● **PROBLEM TO WORK ON**:
The entries below should be written out again exactly as they stand.

*** DATA RECORDS Section Begins ***

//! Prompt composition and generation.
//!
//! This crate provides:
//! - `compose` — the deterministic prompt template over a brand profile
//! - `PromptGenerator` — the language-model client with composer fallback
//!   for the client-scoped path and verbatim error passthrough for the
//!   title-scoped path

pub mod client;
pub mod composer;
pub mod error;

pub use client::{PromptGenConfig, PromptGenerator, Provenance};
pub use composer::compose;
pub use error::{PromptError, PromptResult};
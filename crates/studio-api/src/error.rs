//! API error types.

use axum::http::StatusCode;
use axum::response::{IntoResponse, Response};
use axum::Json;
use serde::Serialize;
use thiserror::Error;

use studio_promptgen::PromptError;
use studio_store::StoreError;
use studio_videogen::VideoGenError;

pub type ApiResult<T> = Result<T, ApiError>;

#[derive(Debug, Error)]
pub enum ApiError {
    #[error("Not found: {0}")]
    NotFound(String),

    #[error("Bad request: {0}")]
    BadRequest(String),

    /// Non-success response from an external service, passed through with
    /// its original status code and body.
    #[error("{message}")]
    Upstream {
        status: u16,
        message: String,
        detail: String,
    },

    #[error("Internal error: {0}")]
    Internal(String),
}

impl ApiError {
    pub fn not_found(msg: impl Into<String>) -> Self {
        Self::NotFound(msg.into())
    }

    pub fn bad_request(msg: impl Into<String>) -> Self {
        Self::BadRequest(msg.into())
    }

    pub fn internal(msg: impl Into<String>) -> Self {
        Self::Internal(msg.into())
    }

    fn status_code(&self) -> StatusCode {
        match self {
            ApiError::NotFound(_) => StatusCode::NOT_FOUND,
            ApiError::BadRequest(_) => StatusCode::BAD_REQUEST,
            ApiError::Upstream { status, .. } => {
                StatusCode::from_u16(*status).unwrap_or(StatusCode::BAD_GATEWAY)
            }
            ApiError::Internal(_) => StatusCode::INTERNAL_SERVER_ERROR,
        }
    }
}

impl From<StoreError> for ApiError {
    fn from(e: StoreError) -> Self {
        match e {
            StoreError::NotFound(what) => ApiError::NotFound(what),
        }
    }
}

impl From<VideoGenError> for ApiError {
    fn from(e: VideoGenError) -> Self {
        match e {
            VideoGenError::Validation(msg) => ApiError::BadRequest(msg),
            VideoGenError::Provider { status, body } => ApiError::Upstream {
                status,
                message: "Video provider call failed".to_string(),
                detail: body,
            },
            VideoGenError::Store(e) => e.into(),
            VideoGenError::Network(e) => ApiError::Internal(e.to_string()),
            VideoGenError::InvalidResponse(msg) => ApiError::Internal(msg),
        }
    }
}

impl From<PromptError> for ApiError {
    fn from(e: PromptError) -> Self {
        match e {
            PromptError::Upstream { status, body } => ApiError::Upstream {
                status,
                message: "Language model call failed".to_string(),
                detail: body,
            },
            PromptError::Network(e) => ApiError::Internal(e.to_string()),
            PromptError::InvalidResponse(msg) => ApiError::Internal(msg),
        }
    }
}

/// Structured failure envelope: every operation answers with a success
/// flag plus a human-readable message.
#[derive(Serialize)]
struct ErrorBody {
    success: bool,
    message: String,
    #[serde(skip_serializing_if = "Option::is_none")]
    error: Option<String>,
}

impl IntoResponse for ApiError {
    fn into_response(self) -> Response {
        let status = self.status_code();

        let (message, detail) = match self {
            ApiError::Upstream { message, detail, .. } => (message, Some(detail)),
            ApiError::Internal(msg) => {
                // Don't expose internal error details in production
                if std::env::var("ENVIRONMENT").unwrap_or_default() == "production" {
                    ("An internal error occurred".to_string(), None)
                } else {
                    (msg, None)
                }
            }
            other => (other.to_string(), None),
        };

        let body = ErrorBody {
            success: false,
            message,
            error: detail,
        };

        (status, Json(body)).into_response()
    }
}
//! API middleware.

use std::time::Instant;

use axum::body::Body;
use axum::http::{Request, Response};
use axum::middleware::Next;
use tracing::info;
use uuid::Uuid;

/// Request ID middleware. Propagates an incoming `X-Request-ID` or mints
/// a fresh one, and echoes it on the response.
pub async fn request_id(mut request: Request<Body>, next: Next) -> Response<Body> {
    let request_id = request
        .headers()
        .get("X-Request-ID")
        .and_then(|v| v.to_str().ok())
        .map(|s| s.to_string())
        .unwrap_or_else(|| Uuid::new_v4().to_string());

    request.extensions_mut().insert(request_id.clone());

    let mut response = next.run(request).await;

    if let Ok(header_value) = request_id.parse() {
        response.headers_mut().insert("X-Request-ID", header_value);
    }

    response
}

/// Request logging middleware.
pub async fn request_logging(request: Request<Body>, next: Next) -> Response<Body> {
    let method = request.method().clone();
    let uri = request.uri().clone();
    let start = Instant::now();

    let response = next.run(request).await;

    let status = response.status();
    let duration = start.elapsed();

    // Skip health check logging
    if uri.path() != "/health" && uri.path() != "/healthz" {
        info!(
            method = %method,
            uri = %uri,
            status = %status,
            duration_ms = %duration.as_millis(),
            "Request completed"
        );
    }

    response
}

*** DATA RECORDS Section Ends ***

● **WRITTEN SOLUTION**:
//! Prompt composition and generation.
//!
//! This crate provides:
//! - `compose` — the deterministic prompt template over a brand profile
//! - `PromptGenerator` — the language-model client with composer fallback
//!   for the client-scoped path and verbatim error passthrough for the
//!   title-scoped path

pub mod client;
pub mod composer;
pub mod error;

pub use client::{PromptGenConfig, PromptGenerator, Provenance};
pub use composer::compose;
pub use error::{PromptError, PromptResult};
filename crates/studio-api/src/error.rs
//! API error types.

use axum::http::StatusCode;
use axum::response::{IntoResponse, Response};
use axum::Json;
use serde::Serialize;
use thiserror::Error;

use studio_promptgen::PromptError;
use studio_store::StoreError;
use studio_videogen::VideoGenError;

pub type ApiResult<T> = Result<T, ApiError>;

#[derive(Debug, Error)]
pub enum ApiError {
    #[error("Not found: {0}")]
    NotFound(String),

    #[error("Bad request: {0}")]
    BadRequest(String),

    /// Non-success response from an external service, passed through with
    /// its original status code and body.
    #[error("{message}")]
    Upstream {
        status: u16,
        message: String,
        detail: String,
    },

    #[error("Internal error: {0}")]
    Internal(String),
}

impl ApiError {
    pub fn not_found(msg: impl Into<String>) -> Self {
        Self::NotFound(msg.into())
    }

    pub fn bad_request(msg: impl Into<String>) -> Self {
        Self::BadRequest(msg.into())
    }

    pub fn internal(msg: impl Into<String>) -> Self {
        Self::Internal(msg.into())
    }

    fn status_code(&self) -> StatusCode {
        match self {
            ApiError::NotFound(_) => StatusCode::NOT_FOUND,
            ApiError::BadRequest(_) => StatusCode::BAD_REQUEST,
            ApiError::Upstream { status, .. } => {
                StatusCode::from_u16(*status).unwrap_or(StatusCode::BAD_GATEWAY)
            }
            ApiError::Internal(_) => StatusCode::INTERNAL_SERVER_ERROR,
        }
    }
}

impl From<StoreError> for ApiError {
    fn from(e: StoreError) -> Self {
        match e {
            StoreError::NotFound(what) => ApiError::NotFound(what),
        }
    }
}

impl From<VideoGenError> for ApiError {
    fn from(e: VideoGenError) -> Self {
        match e {
            VideoGenError::Validation(msg) => ApiError::BadRequest(msg),
            VideoGenError::Provider { status, body } => ApiError::Upstream {
                status,
                message: "Video provider call failed".to_string(),
                detail: body,
            },
            VideoGenError::Store(e) => e.into(),
            VideoGenError::Network(e) => ApiError::Internal(e.to_string()),
            VideoGenError::InvalidResponse(msg) => ApiError::Internal(msg),
        }
    }
}

impl From<PromptError> for ApiError {
    fn from(e: PromptError) -> Self {
        match e {
            PromptError::Upstream { status, body } => ApiError::Upstream {
                status,
                message: "Language model call failed".to_string(),
                detail: body,
            },
            PromptError::Network(e) => ApiError::Internal(e.to_string()),
            PromptError::InvalidResponse(msg) => ApiError::Internal(msg),
        }
    }
}

/// Structured failure envelope: every operation answers with a success
/// flag plus a human-readable message.
#[derive(Serialize)]
struct ErrorBody {
    success: bool,
    message: String,
    #[serde(skip_serializing_if = "Option::is_none")]
    error: Option<String>,
}

impl IntoResponse for ApiError {
    fn into_response(self) -> Response {
        let status = self.status_code();

        let (message, detail) = match self {
            ApiError::Upstream { message, detail, .. } => (message, Some(detail)),
            ApiError::Internal(msg) => {
                // Don't expose internal error details in production
                if std::env::var("ENVIRONMENT").unwrap_or_default() == "production" {
                    ("An internal error occurred".to_string(), None)
                } else {
                    (msg, None)
                }
            }
            other => (other.to_string(), None),
        };

        let body = ErrorBody {
            success: false,
            message,
            error: detail,
        };

        (status, Json(body)).into_response()
    }
}
//! API middleware.

use std::time::Instant;

use axum::body::Body;
use axum::http::{Request, Response};
use axum::middleware::Next;
use tracing::info;
use uuid::Uuid;

/// Request ID middleware. Propagates an incoming `X-Request-ID` or mints
/// a fresh one, and echoes it on the response.
pub async fn request_id(mut request: Request<Body>, next: Next) -> Response<Body> {
    let request_id = request
        .headers()
        .get("X-Request-ID")
        .and_then(|v| v.to_str().ok())
        .map(|s| s.to_string())
        .unwrap_or_else(|| Uuid::new_v4().to_string());

    request.extensions_mut().insert(request_id.clone());

    let mut response = next.run(request).await;

    if let Ok(header_value) = request_id.parse() {
        response.headers_mut().insert("X-Request-ID", header_value);
    }

    response
}

/// Request logging middleware.
pub async fn request_logging(request: Request<Body>, next: Next) -> Response<Body> {
    let method = request.method().clone();
    let uri = request.uri().clone();
    let start = Instant::now();

    let response = next.run(request).await;

    let status = response.status();
    let duration = start.elapsed();

    // Skip health check logging
    if uri.path() != "/health" && uri.path() != "/healthz" {
        info!(
            method = %method,
            uri = %uri,
            status = %status,
            duration_ms = %duration.as_millis(),
            "Request completed"
        );
    }

    response
}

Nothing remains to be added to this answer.